PROBLEM TO WORK ON: Repeat the material below. Keep every line exactly as written.

DATA PROVIDED:
▬▬▬
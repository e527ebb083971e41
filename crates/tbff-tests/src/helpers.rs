//! Shared network builders and generators for integration tests.

use proptest::prelude::*;
use tbff_core::types::{Allocation, FlowNetwork, FlowNode};
use tbff_flow::normalize_all;

/// Tolerance for comparing propagated values.
pub const EPSILON: f64 = 1e-6;

pub fn assert_close(actual: f64, expected: f64) {
    assert!(
        (actual - expected).abs() < EPSILON,
        "expected {expected}, got {actual}"
    );
}

pub fn node(id: &str, name: &str, min: f64, max: f64) -> FlowNode {
    FlowNode::new(id, name, min, max)
}

/// Alice (100 in, max 50) -> Bob (max 30) -> Carol (max 40).
pub fn linear_network() -> FlowNetwork {
    FlowNetwork::new(
        "Linear Flow",
        vec![
            node("alice", "Alice", 10.0, 50.0).with_external_flow(100.0),
            node("bob", "Bob", 10.0, 30.0),
            node("carol", "Carol", 10.0, 40.0),
        ],
        vec![
            Allocation::new("alloc_1", "alice", "bob", 1.0),
            Allocation::new("alloc_2", "bob", "carol", 1.0),
        ],
    )
}

/// Source splits 60/40 into two projects that both feed Commons.
pub fn split_network() -> FlowNetwork {
    FlowNetwork::new(
        "Split Flow",
        vec![
            node("source", "Source", 5.0, 20.0).with_external_flow(100.0),
            node("project_a", "Project A", 15.0, 40.0),
            node("project_b", "Project B", 15.0, 40.0),
            node("commons", "Commons", 10.0, 30.0),
        ],
        vec![
            Allocation::new("alloc_1", "source", "project_a", 0.6),
            Allocation::new("alloc_2", "source", "project_b", 0.4),
            Allocation::new("alloc_3", "project_a", "commons", 1.0),
            Allocation::new("alloc_4", "project_b", "commons", 1.0),
        ],
    )
}

/// Alice -> Bob -> Carol -> Alice, 50 injected at Alice.
pub fn circular_network() -> FlowNetwork {
    FlowNetwork::new(
        "Circular Flow",
        vec![
            node("alice", "Alice", 10.0, 30.0).with_external_flow(50.0),
            node("bob", "Bob", 10.0, 30.0),
            node("carol", "Carol", 10.0, 30.0),
        ],
        vec![
            Allocation::new("alloc_1", "alice", "bob", 1.0),
            Allocation::new("alloc_2", "bob", "carol", 1.0),
            Allocation::new("alloc_3", "carol", "alice", 1.0),
        ],
    )
}

/// One node receiving far more than it can absorb, with nowhere to send it.
pub fn overflowing_network(external: f64, max: f64) -> FlowNetwork {
    FlowNetwork::new(
        "Overflow",
        vec![node("x", "X", 0.0, max).with_external_flow(external)],
        vec![],
    )
}

/// Two nodes feeding each other everything above a tiny capacity. Inflow
/// keeps growing, so the run never converges.
pub fn runaway_cycle() -> FlowNetwork {
    FlowNetwork::new(
        "Runaway",
        vec![
            node("a", "A", 0.0, 1.0).with_external_flow(100.0),
            node("b", "B", 0.0, 1.0),
        ],
        vec![
            Allocation::new("ab", "a", "b", 1.0),
            Allocation::new("ba", "b", "a", 1.0),
        ],
    )
}

/// Random well-formed networks: up to eight nodes, random thresholds and
/// sources, up to two edges per node on average (cycles included), with
/// every sibling set normalized.
pub fn arb_network() -> impl Strategy<Value = FlowNetwork> {
    (1usize..=8)
        .prop_flat_map(|n| {
            let nodes = prop::collection::vec(
                (
                    0.0f64..50.0,
                    0.0f64..100.0,
                    prop_oneof![Just(0.0), 0.0f64..200.0],
                ),
                n,
            );
            let edges = prop::collection::vec((0..n, 0..n, 0.0f64..=1.0), 0..=n * 2);
            (nodes, edges)
        })
        .prop_map(|(nodes, edges)| {
            let nodes = nodes
                .into_iter()
                .enumerate()
                .map(|(i, (min, band, external))| {
                    node(&format!("n{i}"), &format!("Node {i}"), min, min + band)
                        .with_external_flow(external)
                })
                .collect();
            let allocations = edges
                .into_iter()
                .filter(|(source, target, _)| source != target)
                .enumerate()
                .map(|(i, (source, target, pct))| {
                    Allocation::new(format!("e{i}"), format!("n{source}"), format!("n{target}"), pct)
                })
                .collect();
            let mut network = FlowNetwork::new("random", nodes, allocations);
            normalize_all(&mut network);
            network
        })
}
▬▬▬
ANSWER TO THIS PROBLEM:
repository e527ebb083971e41
filename crates/tbff-tests/src/helpers.rs
//! Shared network builders and generators for integration tests.

use proptest::prelude::*;
use tbff_core::types::{Allocation, FlowNetwork, FlowNode};
use tbff_flow::normalize_all;

/// Tolerance for comparing propagated values.
pub const EPSILON: f64 = 1e-6;

pub fn assert_close(actual: f64, expected: f64) {
    assert!(
        (actual - expected).abs() < EPSILON,
        "expected {expected}, got {actual}"
    );
}

pub fn node(id: &str, name: &str, min: f64, max: f64) -> FlowNode {
    FlowNode::new(id, name, min, max)
}

/// Alice (100 in, max 50) -> Bob (max 30) -> Carol (max 40).
pub fn linear_network() -> FlowNetwork {
    FlowNetwork::new(
        "Linear Flow",
        vec![
            node("alice", "Alice", 10.0, 50.0).with_external_flow(100.0),
            node("bob", "Bob", 10.0, 30.0),
            node("carol", "Carol", 10.0, 40.0),
        ],
        vec![
            Allocation::new("alloc_1", "alice", "bob", 1.0),
            Allocation::new("alloc_2", "bob", "carol", 1.0),
        ],
    )
}

/// Source splits 60/40 into two projects that both feed Commons.
pub fn split_network() -> FlowNetwork {
    FlowNetwork::new(
        "Split Flow",
        vec![
            node("source", "Source", 5.0, 20.0).with_external_flow(100.0),
            node("project_a", "Project A", 15.0, 40.0),
            node("project_b", "Project B", 15.0, 40.0),
            node("commons", "Commons", 10.0, 30.0),
        ],
        vec![
            Allocation::new("alloc_1", "source", "project_a", 0.6),
            Allocation::new("alloc_2", "source", "project_b", 0.4),
            Allocation::new("alloc_3", "project_a", "commons", 1.0),
            Allocation::new("alloc_4", "project_b", "commons", 1.0),
        ],
    )
}

/// Alice -> Bob -> Carol -> Alice, 50 injected at Alice.
pub fn circular_network() -> FlowNetwork {
    FlowNetwork::new(
        "Circular Flow",
        vec![
            node("alice", "Alice", 10.0, 30.0).with_external_flow(50.0),
            node("bob", "Bob", 10.0, 30.0),
            node("carol", "Carol", 10.0, 30.0),
        ],
        vec![
            Allocation::new("alloc_1", "alice", "bob", 1.0),
            Allocation::new("alloc_2", "bob", "carol", 1.0),
            Allocation::new("alloc_3", "carol", "alice", 1.0),
        ],
    )
}

/// One node receiving far more than it can absorb, with nowhere to send it.
pub fn overflowing_network(external: f64, max: f64) -> FlowNetwork {
    FlowNetwork::new(
        "Overflow",
        vec![node("x", "X", 0.0, max).with_external_flow(external)],
        vec![],
    )
}

/// Two nodes feeding each other everything above a tiny capacity. Inflow
/// keeps growing, so the run never converges.
pub fn runaway_cycle() -> FlowNetwork {
    FlowNetwork::new(
        "Runaway",
        vec![
            node("a", "A", 0.0, 1.0).with_external_flow(100.0),
            node("b", "B", 0.0, 1.0),
        ],
        vec![
            Allocation::new("ab", "a", "b", 1.0),
            Allocation::new("ba", "b", "a", 1.0),
        ],
    )
}

/// Random well-formed networks: up to eight nodes, random thresholds and
/// sources, up to two edges per node on average (cycles included), with
/// every sibling set normalized.
pub fn arb_network() -> impl Strategy<Value = FlowNetwork> {
    (1usize..=8)
        .prop_flat_map(|n| {
            let nodes = prop::collection::vec(
                (
                    0.0f64..50.0,
                    0.0f64..100.0,
                    prop_oneof![Just(0.0), 0.0f64..200.0],
                ),
                n,
            );
            let edges = prop::collection::vec((0..n, 0..n, 0.0f64..=1.0), 0..=n * 2);
            (nodes, edges)
        })
        .prop_map(|(nodes, edges)| {
            let nodes = nodes
                .into_iter()
                .enumerate()
                .map(|(i, (min, band, external))| {
                    node(&format!("n{i}"), &format!("Node {i}"), min, min + band)
                        .with_external_flow(external)
                })
                .collect();
            let allocations = edges
                .into_iter()
                .filter(|(source, target, _)| source != target)
                .enumerate()
                .map(|(i, (source, target, pct))| {
                    Allocation::new(format!("e{i}"), format!("n{source}"), format!("n{target}"), pct)
                })
                .collect();
            let mut network = FlowNetwork::new("random", nodes, allocations);
            normalize_all(&mut network);
            network
        })
}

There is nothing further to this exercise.